[[ Information provided open ]]

//! End-to-end orchestrator tests against an in-process mock backend

use async_trait::async_trait;
use modelvault::backend::{
    ArtifactBackend, CancelFlag, DownloadTask, ModelListing, ProgressFn, RemoteObject,
};
use modelvault::{
    Catalog, DownloadPhase, DownloadPolicy, Downloader, ManifestStore, ModelDescriptor,
    SystemResources, VaultError,
};
use sha2::{Digest, Sha256};
use std::collections::HashMap;
use std::path::Path;
use std::sync::Arc;
use std::sync::Mutex;
use std::sync::atomic::{AtomicUsize, Ordering};
use std::time::Duration;
use tempfile::TempDir;

// ============================================================================
// Mock backend
// ============================================================================

struct MockBackend {
    label: &'static str,
    models: HashMap<String, Vec<(String, Vec<u8>)>>,
    unreachable: bool,
    /// Fail fetches of the file at this index with a transient error
    fail_at: Option<usize>,
    /// Declare wrong checksums so every fetched file fails validation
    corrupt: bool,
    list_calls: AtomicUsize,
    fetch_calls: AtomicUsize,
    listed: Mutex<Vec<String>>,
}

impl MockBackend {
    fn new(label: &'static str) -> Self {
        Self {
            label,
            models: HashMap::new(),
            unreachable: false,
            fail_at: None,
            corrupt: false,
            list_calls: AtomicUsize::new(0),
            fetch_calls: AtomicUsize::new(0),
            listed: Mutex::new(Vec::new()),
        }
    }

    fn with_model(mut self, name: &str, files: Vec<(&str, Vec<u8>)>) -> Self {
        self.models.insert(
            name.to_string(),
            files
                .into_iter()
                .map(|(n, c)| (n.to_string(), c))
                .collect(),
        );
        self
    }

    fn unreachable(mut self) -> Self {
        self.unreachable = true;
        self
    }

    fn fail_at(mut self, index: usize) -> Self {
        self.fail_at = Some(index);
        self
    }

    fn corrupt(mut self) -> Self {
        self.corrupt = true;
        self
    }

    fn list_count(&self) -> usize {
        self.list_calls.load(Ordering::SeqCst)
    }

    fn fetch_count(&self) -> usize {
        self.fetch_calls.load(Ordering::SeqCst)
    }

    fn listed_models(&self) -> Vec<String> {
        self.listed.lock().unwrap().clone()
    }
}

#[async_trait]
impl ArtifactBackend for MockBackend {
    fn name(&self) -> &'static str {
        self.label
    }

    async fn list_files(&self, model: &ModelDescriptor) -> Result<ModelListing, VaultError> {
        self.list_calls.fetch_add(1, Ordering::SeqCst);

        if self.unreachable {
            return Err(VaultError::BackendUnavailable {
                backend: self.label.to_string(),
                reason: "connect refused".to_string(),
            });
        }

        let files = self.models.get(&model.name).ok_or_else(|| {
            VaultError::BackendUnavailable {
                backend: self.label.to_string(),
                reason: format!("model '{}' not hosted", model.name),
            }
        })?;

        self.listed.lock().unwrap().push(model.name.clone());

        let listing = model
            .files
            .iter()
            .map(|name| {
                let (_, content) = files
                    .iter()
                    .find(|(n, _)| n == name)
                    .expect("catalog file missing from mock");
                let digest = if self.corrupt {
                    sha_hex(b"not the real content")
                } else {
                    sha_hex(content)
                };
                RemoteObject {
                    file_name: name.clone(),
                    key: name.clone(),
                    size: Some(content.len() as u64),
                    sha256: Some(digest),
                }
            })
            .collect();

        Ok(ModelListing {
            version: Some("mock-v1".to_string()),
            files: listing,
        })
    }

    async fn fetch_file(
        &self,
        task: &DownloadTask,
        on_progress: ProgressFn<'_>,
        cancel: &CancelFlag,
    ) -> Result<(), VaultError> {
        self.fetch_calls.fetch_add(1, Ordering::SeqCst);

        if cancel.is_cancelled() {
            return Err(VaultError::Cancelled);
        }
        if self.unreachable {
            return Err(VaultError::BackendUnavailable {
                backend: self.label.to_string(),
                reason: "connect refused".to_string(),
            });
        }

        let files = self.models.get(&task.model).unwrap();
        let index = files.iter().position(|(n, _)| n == &task.key).unwrap();

        if self.fail_at == Some(index) {
            return Err(VaultError::TransferInterrupted {
                key: task.key.clone(),
                reason: "connection reset".to_string(),
            });
        }

        let content = &files[index].1;
        on_progress(0, Some(content.len() as u64));

        if let Some(parent) = task.destination.parent() {
            tokio::fs::create_dir_all(parent).await?;
        }
        tokio::fs::write(&task.destination, content).await?;

        on_progress(content.len() as u64, Some(content.len() as u64));
        Ok(())
    }
}

// ============================================================================
// Helpers
// ============================================================================

fn sha_hex(bytes: &[u8]) -> String {
    format!("{:x}", Sha256::digest(bytes))
}

/// Content that passes the legacy-archive structural check
fn pickle_bytes(len: usize) -> Vec<u8> {
    let mut bytes = vec![0x80u8, 0x02];
    bytes.resize(len, b'x');
    bytes
}

fn json_bytes() -> Vec<u8> {
    br#"{"format": "test", "dims": 512}"#.to_vec()
}

fn descriptor(name: &str, files: &[&str], size: u64, priority: u32, required: bool) -> ModelDescriptor {
    ModelDescriptor {
        name: name.to_string(),
        files: files.iter().map(|s| s.to_string()).collect(),
        total_size: size,
        priority,
        required,
    }
}

fn test_policy() -> DownloadPolicy {
    DownloadPolicy {
        max_parallel_models: 1,
        file_attempts: 2,
        retry_base_delay: Duration::from_millis(1),
        buffer_ratio: 1.2,
    }
}

fn resources(free_disk: u64) -> SystemResources {
    SystemResources {
        available_memory: 8 << 30,
        free_disk,
        gpu_count: 0,
    }
}

struct Harness {
    _tmp: TempDir,
    manifest: Arc<ManifestStore>,
    downloader: Arc<Downloader>,
    cache_dir: std::path::PathBuf,
}

async fn harness(catalog: Catalog, backends: Vec<Arc<MockBackend>>) -> Harness {
    let tmp = TempDir::new().unwrap();
    harness_at(tmp, catalog, backends).await
}

async fn harness_at(tmp: TempDir, catalog: Catalog, backends: Vec<Arc<MockBackend>>) -> Harness {
    let manifest = Arc::new(ManifestStore::load(tmp.path().join("manifest.json")).await);
    let cache_dir = tmp.path().join("models");
    let backends = backends
        .into_iter()
        .map(|b| b as Arc<dyn ArtifactBackend>)
        .collect();
    let downloader = Arc::new(Downloader::new(
        catalog,
        manifest.clone(),
        backends,
        test_policy(),
        cache_dir.clone(),
    ));
    Harness {
        _tmp: tmp,
        manifest,
        downloader,
        cache_dir,
    }
}

fn model_dir(cache_dir: &Path, name: &str) -> std::path::PathBuf {
    cache_dir.join(name.replace('/', "--"))
}

// ============================================================================
// Properties
// ============================================================================

#[tokio::test]
async fn test_idempotent_download_makes_zero_backend_calls_once_cached() {
    let catalog = Catalog::from_descriptors(vec![descriptor(
        "sd-base",
        &["a.bin", "b.json"],
        100,
        1,
        true,
    )])
    .unwrap();

    let backend = Arc::new(
        MockBackend::new("bucket")
            .with_model("sd-base", vec![("a.bin", pickle_bytes(90)), ("b.json", json_bytes())]),
    );
    let h = harness(catalog, vec![backend.clone()]).await;

    h.downloader.download("sd-base").await.unwrap();
    assert_eq!(backend.list_count(), 1);
    assert_eq!(backend.fetch_count(), 2);

    // Cached and valid: subsequent runs never touch the network
    h.downloader.download("sd-base").await.unwrap();
    h.downloader.download("sd-base").await.unwrap();
    assert_eq!(backend.list_count(), 1);
    assert_eq!(backend.fetch_count(), 2);
    assert_eq!(h.downloader.phase("sd-base"), Some(DownloadPhase::Cached));
}

#[tokio::test]
async fn test_failure_at_any_file_index_leaves_no_partial_state() {
    for fail_index in 0..3 {
        let catalog = Catalog::from_descriptors(vec![descriptor(
            "sd-base",
            &["a.bin", "b.bin", "c.json"],
            120,
            1,
            true,
        )])
        .unwrap();

        let backend = Arc::new(
            MockBackend::new("bucket")
                .with_model(
                    "sd-base",
                    vec![
                        ("a.bin", pickle_bytes(50)),
                        ("b.bin", pickle_bytes(40)),
                        ("c.json", json_bytes()),
                    ],
                )
                .fail_at(fail_index),
        );
        let h = harness(catalog, vec![backend]).await;

        let result = h.downloader.download("sd-base").await;
        assert!(result.is_err(), "fail_at={} should fail", fail_index);
        assert_eq!(h.downloader.phase("sd-base"), Some(DownloadPhase::Failed));

        // Invariant: nothing on disk, nothing in the manifest
        assert!(
            !model_dir(&h.cache_dir, "sd-base").exists(),
            "fail_at={} left a partial directory",
            fail_index
        );
        assert!(h.manifest.get("sd-base").await.is_none());
    }
}

#[tokio::test]
async fn test_mutated_file_fails_validation_and_is_refetched() {
    let catalog = Catalog::from_descriptors(vec![descriptor(
        "sd-base",
        &["a.bin", "b.json"],
        100,
        1,
        true,
    )])
    .unwrap();

    let backend = Arc::new(
        MockBackend::new("bucket")
            .with_model("sd-base", vec![("a.bin", pickle_bytes(90)), ("b.json", json_bytes())]),
    );
    let h = harness(catalog, vec![backend.clone()]).await;

    h.downloader.download("sd-base").await.unwrap();

    // Corrupt the cached artifact in place
    let target = model_dir(&h.cache_dir, "sd-base").join("a.bin");
    std::fs::write(&target, vec![0xFFu8; 90]).unwrap();

    let outcomes = h.downloader.validate_all().await;
    assert_eq!(outcomes.len(), 1);
    assert!(!outcomes[0].ok, "mutated file must fail validation");

    // Re-download detects the stale entry and fetches again
    h.downloader.download("sd-base").await.unwrap();
    assert_eq!(backend.fetch_count(), 4);
    let outcomes = h.downloader.validate_all().await;
    assert!(outcomes[0].ok);
}

#[tokio::test]
async fn test_priority_order_and_optional_budgeting() {
    let catalog = Catalog::from_descriptors(vec![
        descriptor("model-c", &["c.json"], 40, 3, false),
        descriptor("model-a", &["a.json"], 40, 1, true),
        descriptor("model-b", &["b.json"], 40, 2, true),
    ])
    .unwrap();

    let backend = Arc::new(
        MockBackend::new("bucket")
            .with_model("model-a", vec![("a.json", json_bytes())])
            .with_model("model-b", vec![("b.json", json_bytes())])
            .with_model("model-c", vec![("c.json", json_bytes())]),
    );
    let h = harness(catalog, vec![backend.clone()]).await;

    // Disk affords exactly the required pair: 1.2 * (40 + 40)
    let report = h.downloader.sync(&resources(96), false).await.unwrap();

    assert!(report.success());
    assert_eq!(report.cached.len(), 2);
    assert_eq!(report.skipped, vec!["model-c".to_string()]);

    // Strict ascending priority, optional never attempted
    assert_eq!(backend.listed_models(), vec!["model-a", "model-b"]);
    assert!(h.downloader.phase("model-c").is_none());
}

[[ Information provided closed ]]

Going line by line through the entries above, count each line that has the word "ModelDescriptor", then state the count alone.

4